Data section start
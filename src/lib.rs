//! Safety-weighted road routing.
//!
//! A road network is scored edge by edge ([`risk`]) and searched for the
//! route that minimises `risk * 1000 + length * 0.1` ([`path`]). The HTTP
//! layer in [`api`] wraps the current [`session::Session`].

pub mod api;
pub mod config;
pub mod error;
pub mod graph;
pub mod havens;
pub mod incidents;
pub mod path;
pub mod provider;
pub mod risk;
pub mod session;
pub mod spatial;
pub mod store;

pub use error::{RouteError, RouteResult};
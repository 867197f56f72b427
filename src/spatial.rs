//! Planar distance approximation and nearest-node lookup.
//!
//! Distances use an equirectangular projection around a reference latitude:
//! `dy = Δlat·111320`, `dx = Δlon·111320·cos(lat)`, in metres. This is not a
//! great-circle distance; it is accurate enough at city scale.

use petgraph::graph::NodeIndex;
use rstar::{AABB, PointDistance, RTree, RTreeObject};

use crate::graph::RoadGraph;

/// Metres per degree of latitude.
pub const METERS_PER_DEGREE: f64 = 111_320.0;

/// Equirectangular distance in metres, scaled by `cos(ref_lat)`.
pub fn equirectangular_m(ref_lat: f64, lat_a: f64, lon_a: f64, lat_b: f64, lon_b: f64) -> f64 {
    let dy = (lat_a - lat_b) * METERS_PER_DEGREE;
    let dx = (lon_a - lon_b) * METERS_PER_DEGREE * ref_lat.to_radians().cos();
    (dx * dx + dy * dy).sqrt()
}

#[derive(Clone)]
struct NodeEntry {
    point: [f64; 2], // [lat, lon]
    node: NodeIndex,
}

impl RTreeObject for NodeEntry {
    type Envelope = AABB<[f64; 2]>;
    fn envelope(&self) -> Self::Envelope {
        AABB::from_point(self.point)
    }
}

impl PointDistance for NodeEntry {
    /// Squared distance in degree space; only used to seed the search.
    fn distance_2(&self, point: &[f64; 2]) -> f64 {
        let dlat = self.point[0] - point[0];
        let dlon = self.point[1] - point[1];
        dlat * dlat + dlon * dlon
    }
}

/// Nearest-node index over a graph snapshot.
///
/// Results match a linear scan over nodes in index order that keeps the
/// first strictly-smaller distance: ties go to the lowest `NodeIndex`.
pub struct NodeLocator {
    tree: RTree<NodeEntry>,
}

impl NodeLocator {
    pub fn new(graph: &RoadGraph) -> Self {
        let entries: Vec<NodeEntry> = graph
            .node_indices()
            .filter_map(|ix| {
                let node = graph.node(ix)?;
                (node.lat.is_finite() && node.lon.is_finite())
                    .then_some(NodeEntry { point: [node.lat, node.lon], node: ix })
            })
            .collect();
        Self { tree: RTree::bulk_load(entries) }
    }

    pub fn len(&self) -> usize {
        self.tree.size()
    }

    pub fn is_empty(&self) -> bool {
        self.tree.size() == 0
    }

    /// Closest node to `(lat, lon)`, or `None` for an empty graph or a
    /// non-finite query.
    pub fn nearest(&self, lat: f64, lon: f64) -> Option<NodeIndex> {
        if !lat.is_finite() || !lon.is_finite() {
            return None;
        }
        let query = [lat, lon];
        let seed = self.tree.nearest_neighbor(&query)?;
        let radius = equirectangular_m(lat, lat, lon, seed.point[0], seed.point[1]);

        let cos = lat.to_radians().cos();
        if cos <= 1e-9 {
            return self.scan(lat, lon, self.tree.iter());
        }

        // Any node that ties or beats the seed lies inside this box.
        let slack = 1.0 + 1e-9;
        let dlat = radius / METERS_PER_DEGREE * slack + 1e-12;
        let dlon = radius / (METERS_PER_DEGREE * cos) * slack + 1e-12;
        let envelope = AABB::from_corners([lat - dlat, lon - dlon], [lat + dlat, lon + dlon]);
        self.scan(lat, lon, self.tree.locate_in_envelope(&envelope))
    }

    fn scan<'a>(
        &self,
        lat: f64,
        lon: f64,
        candidates: impl Iterator<Item = &'a NodeEntry>,
    ) -> Option<NodeIndex> {
        candidates
            .map(|e| (equirectangular_m(lat, lat, lon, e.point[0], e.point[1]), e.node))
            .min_by(|a, b| a.0.total_cmp(&b.0).then(a.1.cmp(&b.1)))
            .map(|(_, node)| node)
    }
}

/// Reference linear scan over every node.
pub fn nearest_linear(graph: &RoadGraph, lat: f64, lon: f64) -> Option<NodeIndex> {
    let mut best: Option<(f64, NodeIndex)> = None;
    for ix in graph.node_indices() {
        let Some(node) = graph.node(ix) else { continue };
        let d = equirectangular_m(lat, lat, lon, node.lat, node.lon);
        if d.is_nan() {
            continue;
        }
        if best.is_none_or(|(min, _)| d < min) {
            best = Some((d, ix));
        }
    }
    best.map(|(_, ix)| ix)
}

#[cfg(test)]
mod tests {
    use super::*;

    fn graph_of(points: &[(f64, f64)]) -> RoadGraph {
        let mut g = RoadGraph::new();
        for (i, &(lat, lon)) in points.iter().enumerate() {
            g.add_node(i as i64, lat, lon);
        }
        g
    }

    #[test]
    fn empty_graph_has_no_nearest_node() {
        let g = RoadGraph::new();
        let locator = NodeLocator::new(&g);
        assert!(locator.is_empty());
        assert_eq!(locator.nearest(11.0, 76.9), None);
        assert_eq!(nearest_linear(&g, 11.0, 76.9), None);
    }

    #[test]
    fn equirectangular_scales_longitude() {
        let d_lat = equirectangular_m(0.0, 0.0, 0.0, 0.001, 0.0);
        assert!((d_lat - 111.32).abs() < 1e-9);
        let d_lon = equirectangular_m(60.0, 60.0, 0.0, 60.0, 0.001);
        assert!((d_lon - 55.66).abs() < 1e-6);
    }

    #[test]
    fn picks_closest_node() {
        let g = graph_of(&[(11.0, 76.0), (11.01, 76.01), (11.02, 76.02)]);
        let locator = NodeLocator::new(&g);
        assert_eq!(locator.nearest(11.011, 76.009), Some(NodeIndex::new(1)));
    }

    #[test]
    fn ties_resolve_to_lowest_index() {
        // Nodes 0 and 1 sit on either side of the query, node 2 duplicates 0.
        let g = graph_of(&[(0.25, 0.0), (-0.25, 0.0), (0.25, 0.0)]);
        let locator = NodeLocator::new(&g);
        assert_eq!(locator.nearest(0.0, 0.0), Some(NodeIndex::new(0)));
        assert_eq!(nearest_linear(&g, 0.0, 0.0), Some(NodeIndex::new(0)));
    }

    #[test]
    fn projected_metric_beats_degree_metric() {
        // In raw degrees node 1 is closer; after scaling longitude by
        // cos(60°) node 0 is.
        let g = graph_of(&[(60.0, 10.0018), (60.0012, 10.0)]);
        let locator = NodeLocator::new(&g);
        assert_eq!(nearest_linear(&g, 60.0, 10.0), Some(NodeIndex::new(0)));
        assert_eq!(locator.nearest(60.0, 10.0), Some(NodeIndex::new(0)));
    }

    #[test]
    fn agrees_with_linear_scan_on_a_grid() {
        let mut points = Vec::new();
        for i in 0..12 {
            for j in 0..12 {
                points.push((10.99 + i as f64 * 0.002, 76.95 + j as f64 * 0.003));
            }
        }
        let g = graph_of(&points);
        let locator = NodeLocator::new(&g);
        for k in 0..50 {
            let lat = 10.985 + k as f64 * 0.00071;
            let lon = 76.945 + k as f64 * 0.00093;
            assert_eq!(locator.nearest(lat, lon), nearest_linear(&g, lat, lon), "query {k}");
        }
    }

    #[test]
    fn non_finite_query_returns_none() {
        let g = graph_of(&[(11.0, 76.0)]);
        assert_eq!(NodeLocator::new(&g).nearest(f64::NAN, 76.0), None);
    }
}
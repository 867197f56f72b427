//! On-disk graph store: one JSON blob per location key, plus a metadata
//! sidecar. Raw `.osm.pbf` extracts dropped into the same directory are
//! listed and imported too.

use std::path::{Path, PathBuf};

use chrono::{DateTime, Utc};
use serde::{Deserialize, Serialize};
use tracing::info;

use crate::error::StoreError;
use crate::graph::{self, RoadEdge, RoadGraph, RoadNode};

/// Stored format version. Bump when `StoredGraph` changes shape.
const STORE_VERSION: u32 = 1;

const GRAPH_SUFFIX: &str = ".graph.json";
const META_SUFFIX: &str = ".meta.json";
const PBF_SUFFIX: &str = ".osm.pbf";

const MAX_KEY_CHARS: usize = 50;

/// Storage key for a human-readable place name: lowercased, commas
/// stripped, spaces turned into underscores, at most 50 characters.
pub fn location_key(name: &str) -> String {
    name.to_lowercase()
        .replace(',', "")
        .replace(' ', "_")
        .chars()
        .take(MAX_KEY_CHARS)
        .collect()
}

fn title_case(key: &str) -> String {
    key.split('_')
        .map(|word| {
            let mut chars = word.chars();
            match chars.next() {
                Some(first) => first.to_uppercase().chain(chars.flat_map(char::to_lowercase)).collect(),
                None => String::new(),
            }
        })
        .collect::<Vec<_>>()
        .join(" ")
}

#[derive(Debug, Clone, PartialEq, Serialize, Deserialize)]
pub struct LocationMetadata {
    pub location: String,
    pub nodes: usize,
    pub edges: usize,
    pub download_time: DateTime<Utc>,
    pub radius: f64,
}

#[derive(Debug, Clone, PartialEq, Serialize)]
pub struct SavedLocation {
    pub id: String,
    pub name: String,
    pub file: String,
}

#[derive(Serialize, Deserialize)]
struct StoredGraph {
    version: u32,
    nodes: Vec<RoadNode>,
    edges: Vec<StoredEdge>,
}

#[derive(Serialize, Deserialize)]
struct StoredEdge {
    from: usize,
    to: usize,
    edge: RoadEdge,
}

pub struct GraphStore {
    dir: PathBuf,
}

impl GraphStore {
    pub fn new(dir: impl Into<PathBuf>) -> Self {
        Self { dir: dir.into() }
    }

    pub fn dir(&self) -> &Path {
        &self.dir
    }

    fn graph_path(&self, key: &str) -> Result<PathBuf, StoreError> {
        Ok(self.dir.join(format!("{}{GRAPH_SUFFIX}", checked_key(key)?)))
    }

    fn meta_path(&self, key: &str) -> Result<PathBuf, StoreError> {
        Ok(self.dir.join(format!("{}{META_SUFFIX}", checked_key(key)?)))
    }

    fn pbf_path(&self, key: &str) -> Result<PathBuf, StoreError> {
        Ok(self.dir.join(format!("{}{PBF_SUFFIX}", checked_key(key)?)))
    }

    /// Key for a stored file reference: a bare key, a file name or a path
    /// inside the store. Only the file name is used.
    pub fn resolve_key(file: &str) -> String {
        let name = Path::new(file)
            .file_name()
            .and_then(|n| n.to_str())
            .unwrap_or(file);
        [GRAPH_SUFFIX, PBF_SUFFIX]
            .iter()
            .find_map(|suffix| name.strip_suffix(suffix))
            .unwrap_or(name)
            .to_string()
    }

    /// Persist the raw graph (derived risk fields are dropped) and its
    /// metadata.
    pub fn save(&self, key: &str, graph: &RoadGraph, metadata: &LocationMetadata) -> Result<(), StoreError> {
        let path = self.graph_path(key)?;
        let meta_path = self.meta_path(key)?;
        std::fs::create_dir_all(&self.dir)?;

        let nodes = graph
            .node_indices()
            .filter_map(|ix| graph.node(ix))
            .map(|node| RoadNode { risk: None, ..node.clone() })
            .collect();
        let edges = graph
            .edge_indices()
            .filter_map(|ix| {
                let (from, to) = graph.endpoints(ix)?;
                let edge = graph.edge(ix)?.raw();
                Some(StoredEdge { from: from.index(), to: to.index(), edge })
            })
            .collect();
        let stored = StoredGraph { version: STORE_VERSION, nodes, edges };

        std::fs::write(&path, serde_json::to_vec(&stored)?)?;
        std::fs::write(meta_path, serde_json::to_vec_pretty(metadata)?)?;
        info!("Graph saved to {}", path.display());
        Ok(())
    }

    /// Load a saved graph, falling back to a `.osm.pbf` extract with the
    /// same key.
    pub fn load(&self, key: &str) -> Result<RoadGraph, StoreError> {
        let path = self.graph_path(key)?;
        if path.is_file() {
            let data = std::fs::read(&path)?;
            let stored: StoredGraph = serde_json::from_slice(&data)?;
            return rebuild(stored);
        }

        let pbf = self.pbf_path(key)?;
        if pbf.is_file() {
            return graph::import_pbf(&pbf);
        }
        Err(StoreError::UnknownLocation(key.to_string()))
    }

    pub fn metadata(&self, key: &str) -> Option<LocationMetadata> {
        let data = std::fs::read(self.meta_path(key).ok()?).ok()?;
        serde_json::from_slice(&data).ok()
    }

    /// Every loadable location, sorted by key.
    pub fn list(&self) -> Result<Vec<SavedLocation>, StoreError> {
        let entries = match std::fs::read_dir(&self.dir) {
            Ok(entries) => entries,
            Err(e) if e.kind() == std::io::ErrorKind::NotFound => return Ok(Vec::new()),
            Err(e) => return Err(e.into()),
        };

        let mut locations: Vec<SavedLocation> = Vec::new();
        for entry in entries {
            let path = entry?.path();
            let Some(file_name) = path.file_name().and_then(|n| n.to_str()) else {
                continue;
            };
            let Some(key) = [GRAPH_SUFFIX, PBF_SUFFIX]
                .iter()
                .find_map(|suffix| file_name.strip_suffix(suffix))
            else {
                continue;
            };
            locations.push(SavedLocation {
                id: key.to_string(),
                name: title_case(key),
                file: path.display().to_string(),
            });
        }

        // A saved graph shadows a PBF extract of the same key.
        locations.sort_by(|a, b| {
            a.id.cmp(&b.id).then_with(|| b.file.ends_with(GRAPH_SUFFIX).cmp(&a.file.ends_with(GRAPH_SUFFIX)))
        });
        locations.dedup_by(|later, first| later.id == first.id);
        Ok(locations)
    }
}

/// Keys name a file directly inside the store: no separators, no parent
/// references.
pub fn checked_key(key: &str) -> Result<&str, StoreError> {
    if key.is_empty() || key.contains(['/', '\\']) || key.contains("..") {
        return Err(StoreError::InvalidKey(key.to_string()));
    }
    Ok(key)
}

fn rebuild(stored: StoredGraph) -> Result<RoadGraph, StoreError> {
    if stored.version != STORE_VERSION {
        return Err(StoreError::Version { found: stored.version, expected: STORE_VERSION });
    }

    let mut graph = RoadGraph::new();
    let indices: Vec<_> = stored
        .nodes
        .iter()
        .map(|node| graph.add_node(node.osm_id, node.lat, node.lon))
        .collect();

    for stored_edge in stored.edges {
        let (Some(&from), Some(&to)) = (indices.get(stored_edge.from), indices.get(stored_edge.to)) else {
            return Err(StoreError::Corrupt(format!(
                "edge {} -> {} references a missing node",
                stored_edge.from, stored_edge.to
            )));
        };
        if let Some(length) = stored_edge.edge.length_m.filter(|l| !l.is_finite() || *l < 0.0) {
            return Err(StoreError::Corrupt(format!(
                "edge {} -> {} has an invalid length {}",
                stored_edge.from, stored_edge.to, length
            )));
        }
        graph.add_edge(from, to, stored_edge.edge);
    }
    Ok(graph)
}
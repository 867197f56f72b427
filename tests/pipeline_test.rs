//! End-to-end: score a network, persist it, route over it.

use petgraph::graph::NodeIndex;

use safe_route::graph::{RoadEdge, RoadGraph};
use safe_route::incidents::Incident;
use safe_route::path::{ParallelEdgePolicy, PathFinder};
use safe_route::risk::{RiskCalculator, RiskSettings};
use safe_route::spatial::{NodeLocator, nearest_linear};
use safe_route::store::{GraphStore, LocationMetadata};

const SEGMENT_M: f64 = 1170.0;

/// Start and end joined by a northern and a southern road of equal length
/// and class.
fn two_roads() -> (RoadGraph, [NodeIndex; 4]) {
    let mut g = RoadGraph::new();
    let start = g.add_node(1, 20.000, 80.000);
    let north = g.add_node(2, 20.005, 80.010);
    let south = g.add_node(3, 19.995, 80.010);
    let end = g.add_node(4, 20.000, 80.020);
    for (a, b, name) in [
        (start, north, "North Road"),
        (north, end, "North Road"),
        (start, south, "South Road"),
        (south, end, "South Road"),
    ] {
        let edge = RoadEdge::new(SEGMENT_M).with_highway("primary").with_name(name);
        g.add_edge(a, b, edge.clone());
        g.add_edge(b, a, edge);
    }
    (g, [start, north, south, end])
}

fn noon() -> RiskSettings {
    RiskSettings { hour: Some(12), propagation_iterations: 2 }
}

fn incident_on_north_road() -> Vec<Incident> {
    vec![Incident { lat: 20.0025, lon: 80.005, severity: 0.5, category: "theft".into() }]
}

#[test]
fn incident_steers_route_to_the_quiet_road() {
    let (mut g, [start, north, south, end]) = two_roads();
    let report = RiskCalculator::new(noon(), incident_on_north_road()).run(&mut g).unwrap();

    assert_eq!(report.base_scored, 8);
    assert_eq!(report.incident_adjusted, 2);
    assert_eq!(report.time_multiplier, 0.8);
    assert_eq!(report.propagation_changes.len(), 2);
    assert_eq!(report.nodes_scored, 4);
    assert_eq!(report.skipped, 0);

    let north_risk = g.edge(g.edges_between(start, north)[0]).unwrap().risk.unwrap();
    let south_risk = g.edge(g.edges_between(start, south)[0]).unwrap().risk.unwrap();
    assert!(north_risk > south_risk);

    let finder = PathFinder::new(&g, ParallelEdgePolicy::First);
    let path = finder.find_safest_route(start, end).unwrap();
    assert_eq!(path, vec![start, south, end]);

    let summary = finder.summarize(path);
    assert_eq!(summary.instructions[0].instruction, "Start on South Road");
    assert_eq!(summary.distance_m, 2.0 * SEGMENT_M);
    assert_eq!(summary.distance_km, 2.34);
    assert_eq!(summary.time_min, 3.5);
    assert!(summary.risk > 0.0 && summary.risk < north_risk);
}

#[test]
fn stored_graph_scores_and_routes_the_same() {
    let (mut original, [start, _, _, end]) = two_roads();
    let dir = tempfile::tempdir().unwrap();
    let store = GraphStore::new(dir.path());
    let metadata = LocationMetadata {
        location: "Two Roads".into(),
        nodes: original.node_count(),
        edges: original.edge_count(),
        download_time: chrono::Utc::now(),
        radius: 2000.0,
    };
    store.save("two_roads", &original, &metadata).unwrap();

    let calculator = RiskCalculator::new(noon(), incident_on_north_road());
    let mut loaded = store.load("two_roads").unwrap();
    let first = calculator.run(&mut original).unwrap();
    let second = calculator.run(&mut loaded).unwrap();
    assert_eq!(first, second);

    let a = PathFinder::new(&original, ParallelEdgePolicy::First);
    let b = PathFinder::new(&loaded, ParallelEdgePolicy::First);
    let path_a = a.find_safest_route(start, end).unwrap();
    let path_b = b.find_safest_route(start, end).unwrap();
    assert_eq!(path_a, path_b);
    assert_eq!(a.path_risk(&path_a), b.path_risk(&path_b));
}

#[test]
fn locator_agrees_with_linear_scan() {
    let (g, _) = two_roads();
    let locator = NodeLocator::new(&g);
    for (lat, lon) in [(20.0, 80.0), (20.004, 80.011), (19.9, 80.0), (20.0, 80.01), (21.0, 81.0)] {
        assert_eq!(locator.nearest(lat, lon), nearest_linear(&g, lat, lon), "query ({lat}, {lon})");
    }
}
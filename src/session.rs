//! A loaded location: the risk-scored graph plus everything derived from it.

use std::path::Path;
use std::sync::Arc;

use parking_lot::RwLock;
use tracing::{info, warn};

use crate::error::{RouteError, RouteResult};
use crate::graph::RoadGraph;
use crate::havens::{self, SafeHavenRegistry};
use crate::incidents;
use crate::path::{ParallelEdgePolicy, PathFinder, RouteSummary};
use crate::risk::{PipelineReport, RiskCalculator, RiskSettings};
use crate::spatial::NodeLocator;

pub const INCIDENTS_FILE: &str = "incidents.json";
pub const HAVENS_FILE: &str = "safe_havens.json";

/// Immutable once built. Requests share it through an `Arc`.
pub struct Session {
    location: String,
    graph: RoadGraph,
    report: PipelineReport,
    locator: NodeLocator,
    havens: SafeHavenRegistry,
    policy: ParallelEdgePolicy,
}

impl Session {
    /// Score `graph` and build the lookup structures for it. Incidents and
    /// havens come from `data_dir`, falling back to the built-in sets.
    pub fn build(
        location: impl Into<String>,
        mut graph: RoadGraph,
        settings: &RiskSettings,
        policy: ParallelEdgePolicy,
        data_dir: &Path,
    ) -> RouteResult<Self> {
        let location = location.into();
        info!("Initializing session for {}", location);

        let incidents = incidents::load_or_generate(&data_dir.join(INCIDENTS_FILE))
            .map_err(|e| RouteError::InitializationFailure(e.to_string()))?;
        let calculator = RiskCalculator::new(settings.clone(), incidents);
        let report = calculator.run(&mut graph).map_err(|e| match e {
            RouteError::InitializationFailure(_) => e,
            other => RouteError::InitializationFailure(other.to_string()),
        })?;
        if report.skipped > 0 {
            warn!("Risk pipeline skipped {} elements", report.skipped);
        }

        let locator = NodeLocator::new(&graph);
        let haven_list = havens::load_or_default(&data_dir.join(HAVENS_FILE))
            .map_err(|e| RouteError::InitializationFailure(e.to_string()))?;
        let havens = SafeHavenRegistry::register(haven_list, &locator);
        info!("Indexed {} nodes, {} safe havens", locator.len(), havens.len());

        info!(
            "Session ready: {} nodes, {} edges, hour {} (x{})",
            graph.node_count(),
            graph.edge_count(),
            report.hour,
            report.time_multiplier
        );
        Ok(Self { location, graph, report, locator, havens, policy })
    }

    pub fn location(&self) -> &str {
        &self.location
    }

    pub fn graph(&self) -> &RoadGraph {
        &self.graph
    }

    pub fn report(&self) -> &PipelineReport {
        &self.report
    }

    pub fn havens(&self) -> &SafeHavenRegistry {
        &self.havens
    }

    pub fn path_finder(&self) -> PathFinder<'_> {
        PathFinder::new(&self.graph, self.policy)
    }

    /// Safest route between two coordinates, snapped to the nearest nodes.
    pub fn route(&self, start: (f64, f64), end: (f64, f64)) -> RouteResult<RouteSummary> {
        let (Some(source), Some(target)) =
            (self.locator.nearest(start.0, start.1), self.locator.nearest(end.0, end.1))
        else {
            return Err(RouteError::NotFound("Could not find nearby roads".into()));
        };

        let finder = self.path_finder();
        let path = finder
            .find_safest_route(source, target)
            .ok_or_else(|| RouteError::NotFound("No path found between these points".into()))?;
        Ok(finder.summarize(path))
    }
}

/// Holds the current session. Readers clone the `Arc` and never block a
/// reload for longer than the swap.
#[derive(Default)]
pub struct SessionStore {
    current: RwLock<Option<Arc<Session>>>,
}

impl SessionStore {
    pub fn new() -> Self {
        Self::default()
    }

    pub fn current(&self) -> Option<Arc<Session>> {
        self.current.read().clone()
    }

    /// Install `session`, returning the one it replaced.
    pub fn replace(&self, session: Session) -> Option<Arc<Session>> {
        let session = Arc::new(session);
        self.current.write().replace(session)
    }
}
Data section end
All the lines that hold the word "skipped" must appear in the answer, copied from the records.

**Output for this task**
    assert_eq!(report.skipped, 0);
        if report.skipped > 0 {
            warn!("Risk pipeline skipped {} elements", report.skipped);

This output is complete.